Implementation of the Hierarchical and Interpretable Skill Acquisition in Multi-task Reinforcement Learning by Tianmin Shu, Caiming Xiong, and Richard Socher

Paper Overview

The paper proposes a new method for solving multi-task environments [1]. Authors introduce another hierarchical approach and compare it to other methods such as "Flat" policy and H-DRLN.

Key ideas:

  • Hierarchical Design
  • Interpretable Policies
  • Curriculum Learning

Architecture

Architecture

The picture above represents the proposed architecture.
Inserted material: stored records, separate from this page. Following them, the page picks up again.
//! Breakpoint protocol executed while the target is stopped.
//!
//! Entry to an intercepted location runs one atomic step:
//! 1. snapshot the frame's arguments (calls without a resolvable frame are
//!    left out of stats)
//! 2. run the always-on deallocation hook
//! 3. consult the active failure's `when` set
//! 4. forced path: errno, pointee overrides, immediate return
//! 5. normal path: arm a one-shot return trap for this invocation
//!
//! Watched calls are counted together with their arguments before either
//! return path completes.

use crate::config::types::Result;
use crate::intercept::failure::ArmedFailure;
use crate::intercept::registry::InterceptionRegistry;
use crate::intercept::stats::{ArgSnapshot, StatsMap};
use crate::observability::audit::{self, CorrelationIds};
use crate::target::control::{ReturnTrapId, StopHandler, StoppedTarget, TrapUnavailable};
use crate::values::encoded::EncodedValue;
use log::{debug, warn};
use std::collections::{BTreeMap, BTreeSet, HashMap};

/// Live heap blocks returned by watched allocation primitives.
///
/// Blocks the session marshals are not tracked here, the marshaller's ledger
/// owns them. Every completed call to the deallocation primitive removes its
/// block, watched or not. A deallocation call forced to fail does not: its
/// body never runs, so the block stays live in the target.
#[derive(Clone, Debug, Default)]
pub struct HeapTracker {
    live: BTreeMap<u64, usize>,
}

impl HeapTracker {
    pub fn record(&mut self, address: u64, size: usize) {
        self.live.insert(address, size);
    }

    pub fn release(&mut self, address: u64) -> Option<usize> {
        self.live.remove(&address)
    }

    /// Whether `address` falls inside a live block
    pub fn contains(&self, address: u64) -> bool {
        match self.live.range(..=address).next_back() {
            Some((&start, &size)) => address == start || address - start < size as u64,
            None => false,
        }
    }

    pub fn total_size(&self) -> usize {
        self.live.values().sum()
    }

    pub fn len(&self) -> usize {
        self.live.len()
    }

    pub fn is_empty(&self) -> bool {
        self.live.is_empty()
    }
}

#[derive(Debug)]
struct PendingReturn {
    location: String,
    call: Option<usize>,
    allocation_size: Option<usize>,
}

/// Stop handler owning the registry, the stats map and heap liveness
#[derive(Debug)]
pub struct Interceptor {
    registry: InterceptionRegistry,
    stats: StatsMap,
    heap: HeapTracker,
    dealloc_function: String,
    alloc_functions: BTreeSet<String>,
    pending: HashMap<ReturnTrapId, PendingReturn>,
    released_by_target: Vec<u64>,
    in_stop: bool,
    correlation: CorrelationIds,
}

impl Interceptor {
    pub fn new<S: Into<String>>(dealloc_function: S, alloc_functions: &[String]) -> Self {
        Self {
            registry: InterceptionRegistry::new(),
            stats: StatsMap::default(),
            heap: HeapTracker::default(),
            dealloc_function: dealloc_function.into(),
            alloc_functions: alloc_functions.iter().cloned().collect(),
            pending: HashMap::new(),
            released_by_target: Vec::new(),
            in_stop: false,
            correlation: CorrelationIds::new(),
        }
    }

    pub fn with_correlation(mut self, correlation: CorrelationIds) -> Self {
        self.correlation = correlation;
        self
    }

    pub fn correlation(&self) -> &CorrelationIds {
        &self.correlation
    }

    pub fn set_correlation(&mut self, correlation: CorrelationIds) {
        self.correlation = correlation;
    }

    pub fn registry(&self) -> &InterceptionRegistry {
        &self.registry
    }

    pub fn registry_mut(&mut self) -> &mut InterceptionRegistry {
        &mut self.registry
    }

    pub fn stats(&self) -> &StatsMap {
        &self.stats
    }

    /// Drop recorded stats. Returns still pending are no longer recorded.
    pub fn clear_stats(&mut self) {
        self.stats.clear();
        for pending in self.pending.values_mut() {
            pending.call = None;
        }
    }

    pub fn heap(&self) -> &HeapTracker {
        &self.heap
    }

    pub fn dealloc_function(&self) -> &str {
        &self.dealloc_function
    }

    pub fn alloc_functions(&self) -> impl Iterator<Item = &String> {
        self.alloc_functions.iter()
    }

    /// Addresses the target released itself since the last call
    pub fn take_released(&mut self) -> Vec<u64> {
        std::mem::take(&mut self.released_by_target)
    }

    pub fn pending_returns(&self) -> usize {
        self.pending.len()
    }

    /// Drop return traps that can no longer fire
    pub fn discard_pending(&mut self) {
        if !self.pending.is_empty() {
            debug!("Discarding {} pending return traps", self.pending.len());
            self.pending.clear();
        }
    }

    fn handle_stop(&mut self, target: &mut dyn StoppedTarget) -> Result<()> {
        let location = target.function().to_string();
        let watched = self.registry.is_watched(&location);
        let mut args = target.frame_arguments();
        if args.is_none() {
            debug!("Arguments of {} unavailable, call left out of stats", location);
        }

        let forced = match self.registry.active_failure_mut(&location) {
            Some(failure) => {
                let occurrence = failure.calls_seen();
                failure.fires().then(|| (occurrence, failure.clone()))
            }
            None => None,
        };

        if location == self.dealloc_function && forced.is_none() {
            self.observe_release(&location, args.as_deref());
        }

        if let Some((occurrence, failure)) = forced {
            self.force(target, &location, watched, args.as_mut(), occurrence, &failure)?;
            if let (true, Some(args)) = (watched, args) {
                let stats = self.stats.entry(&location);
                let call = stats.record_call(args);
                stats.record_return(call, failure.forced_return.clone());
            }
            return Ok(());
        }

        let allocation_size = if watched && self.alloc_functions.contains(&location) {
            args.as_deref().and_then(requested_size)
        } else {
            None
        };
        let call = match args {
            Some(args) if watched => Some(self.stats.entry(&location).record_call(args)),
            _ => None,
        };
        if !watched && allocation_size.is_none() {
            return Ok(());
        }

        match target.arm_return_trap() {
            Ok(trap) => {
                self.pending.insert(
                    trap,
                    PendingReturn {
                        location,
                        call,
                        allocation_size,
                    },
                );
            }
            Err(TrapUnavailable::SyntheticCaller) => {
                debug!("{} called from a synthetic frame, return not captured", location);
            }
            Err(TrapUnavailable::Unsupported(reason)) => {
                warn!("Cannot trap return of {}: {}", location, reason);
                audit::return_trap_unavailable(&self.correlation, &location, &reason);
            }
        }
        Ok(())
    }

    fn force(
        &mut self,
        target: &mut dyn StoppedTarget,
        location: &str,
        watched: bool,
        mut args: Option<&mut Vec<ArgSnapshot>>,
        occurrence: usize,
        failure: &ArmedFailure,
    ) -> Result<()> {
        if let Some(errno) = failure.errno {
            if let Err(e) = target.write_errno(errno) {
                warn!("Failed to set errno={} in {}: {}", errno, location, e);
                audit::errno_injection_failed(&self.correlation, location, errno, &e.to_string());
            }
        }

        for (index, replacement) in &failure.arg_overrides {
            let snapshot = args.as_deref_mut().and_then(|args| args.get_mut(*index));
            let Some(snapshot) = snapshot else {
                warn!(
                    "Argument {} of {} unavailable, override skipped",
                    index, location
                );
                continue;
            };
            match snapshot.value.address() {
                Ok(address) if address != 0 => {
                    target.write_memory(address, &replacement.bytes)?;
                    snapshot.pointee = match &replacement.value {
                        Some(value) => Some(value.clone()),
                        None => raw_pointee(target, &replacement.bytes),
                    };
                }
                _ => warn!(
                    "Argument {} of {} is not a valid pointer, override skipped",
                    index, location
                ),
            }
        }

        target.force_return(failure.forced_return.as_ref())?;
        debug!(
            "Forced return from {} (call #{}, watched: {})",
            location, occurrence, watched
        );
        audit::failure_injected(&self.correlation, location, occurrence);
        Ok(())
    }

    fn observe_release(&mut self, location: &str, args: Option<&[ArgSnapshot]>) {
        let address = args
            .and_then(|args| args.first())
            .and_then(|arg| arg.value.address().ok());
        match address {
            Some(0) => {}
            Some(address) => {
                if self.heap.release(address).is_none() {
                    debug!("{}({:#x}) on an untracked block", location, address);
                }
                self.released_by_target.push(address);
            }
            None => warn!("{} called without a readable address", location),
        }
    }
}

/// Byte count asked of an allocation primitive: `malloc(n)` or `calloc(n, size)`
fn requested_size(args: &[ArgSnapshot]) -> Option<usize> {
    let sizes: Vec<u64> = args.iter().filter_map(|arg| arg.value.as_u64().ok()).collect();
    let total = match sizes.as_slice() {
        [size] => *size,
        [count, size] => count.checked_mul(*size)?,
        _ => return None,
    };
    usize::try_from(total).ok()
}

fn raw_pointee(target: &dyn StoppedTarget, bytes: &[u8]) -> Option<EncodedValue> {
    let byte = target.resolve_type("unsigned char").ok()?;
    Some(EncodedValue::new(
        byte.array_of(bytes.len()),
        bytes.to_vec(),
        target.byte_order(),
    ))
}

impl StopHandler for Interceptor {
    fn on_breakpoint(&mut self, target: &mut dyn StoppedTarget) -> Result<()> {
        if self.in_stop {
            debug!(
                "Ignoring stop in {} while another stop is being handled",
                target.function()
            );
            return Ok(());
        }
        self.in_stop = true;
        let result = self.handle_stop(target);
        self.in_stop = false;
        result
    }

    fn on_return(&mut self, trap: ReturnTrapId, value: Option<EncodedValue>) {
        let Some(pending) = self.pending.remove(&trap) else {
            debug!("Return trap {} is not pending", trap);
            return;
        };

        if let Some(size) = pending.allocation_size {
            match value.as_ref().and_then(|v| v.address().ok()) {
                Some(address) if address != 0 => self.heap.record(address, size),
                _ => debug!("{} returned no block", pending.location),
            }
        }
        if let Some(call) = pending.call {
            if let Some(stats) = self.stats.get_mut(&pending.location) {
                stats.record_return(call, value);
            }
        }
    }
}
This architecture can be summarized in one sentence: At any given moment of time t, it decides whether to use one of the already trained policies for a chosen sub-task or to act on its own (low-level actions).

All the way down to LSTM, we encode current state. Then we must decide on several things:

  • What sub-task policy should we use? (Instruction Policy, here comes the interpretability property)
  • Should we use a chosen sub-task policy? (Switch Policy)
  • If we do not use the sub-task policy, what should we do? (Augmented Policy)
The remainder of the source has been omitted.